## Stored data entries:
::::

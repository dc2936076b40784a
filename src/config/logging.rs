//! Logging configuration

use serde::{Deserialize, Serialize};
use std::fmt;
use tracing::level_filters::LevelFilter;

/// Log output format
#[derive(Debug, Clone, Copy, Default, PartialEq, Eq, Serialize, Deserialize)]
#[serde(rename_all = "lowercase")]
pub enum LogFormat {
    #[default]
    Text,
    Json,
}

/// Log severity level
#[derive(Debug, Clone, Copy, Default, PartialEq, Eq, Serialize, Deserialize)]
#[serde(rename_all = "lowercase")]
pub enum LogLevel {
    Trace,
    Debug,
    #[default]
    Info,
    Warn,
    Error,
}

impl LogLevel {
    pub fn as_str(&self) -> &'static str {
        match self {
            Self::Trace => "trace",
            Self::Debug => "debug",
            Self::Info => "info",
            Self::Warn => "warn",
            Self::Error => "error",
        }
    }
}

impl From<LogLevel> for LevelFilter {
    fn from(level: LogLevel) -> Self {
        match level {
            LogLevel::Trace => LevelFilter::TRACE,
            LogLevel::Debug => LevelFilter::DEBUG,
            LogLevel::Info => LevelFilter::INFO,
            LogLevel::Warn => LevelFilter::WARN,
            LogLevel::Error => LevelFilter::ERROR,
        }
    }
}

impl fmt::Display for LogLevel {
    fn fmt(&self, f: &mut fmt::Formatter<'_>) -> fmt::Result {
        f.write_str(self.as_str())
    }
}

/// Logging configuration
#[derive(Debug, Clone, Default, Serialize, Deserialize)]
#[serde(default)]
pub struct LoggingConfig {
    /// Log format
    pub format: LogFormat,
    /// Log level, overridden by `RUST_LOG` when set
    pub level: LogLevel,
}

::::

## WHAT THE TASK REQUIRES:
Type the data again exactly. Leave nothing out.

## WRITTEN ANSWER:
repository dc2936076b40784a
filename src/config/logging.rs
//! Logging configuration

use serde::{Deserialize, Serialize};
use std::fmt;
use tracing::level_filters::LevelFilter;

/// Log output format
#[derive(Debug, Clone, Copy, Default, PartialEq, Eq, Serialize, Deserialize)]
#[serde(rename_all = "lowercase")]
pub enum LogFormat {
    #[default]
    Text,
    Json,
}

/// Log severity level
#[derive(Debug, Clone, Copy, Default, PartialEq, Eq, Serialize, Deserialize)]
#[serde(rename_all = "lowercase")]
pub enum LogLevel {
    Trace,
    Debug,
    #[default]
    Info,
    Warn,
    Error,
}

impl LogLevel {
    pub fn as_str(&self) -> &'static str {
        match self {
            Self::Trace => "trace",
            Self::Debug => "debug",
            Self::Info => "info",
            Self::Warn => "warn",
            Self::Error => "error",
        }
    }
}

impl From<LogLevel> for LevelFilter {
    fn from(level: LogLevel) -> Self {
        match level {
            LogLevel::Trace => LevelFilter::TRACE,
            LogLevel::Debug => LevelFilter::DEBUG,
            LogLevel::Info => LevelFilter::INFO,
            LogLevel::Warn => LevelFilter::WARN,
            LogLevel::Error => LevelFilter::ERROR,
        }
    }
}

impl fmt::Display for LogLevel {
    fn fmt(&self, f: &mut fmt::Formatter<'_>) -> fmt::Result {
        f.write_str(self.as_str())
    }
}

/// Logging configuration
#[derive(Debug, Clone, Default, Serialize, Deserialize)]
#[serde(default)]
pub struct LoggingConfig {
    /// Log format
    pub format: LogFormat,
    /// Log level, overridden by `RUST_LOG` when set
    pub level: LogLevel,
}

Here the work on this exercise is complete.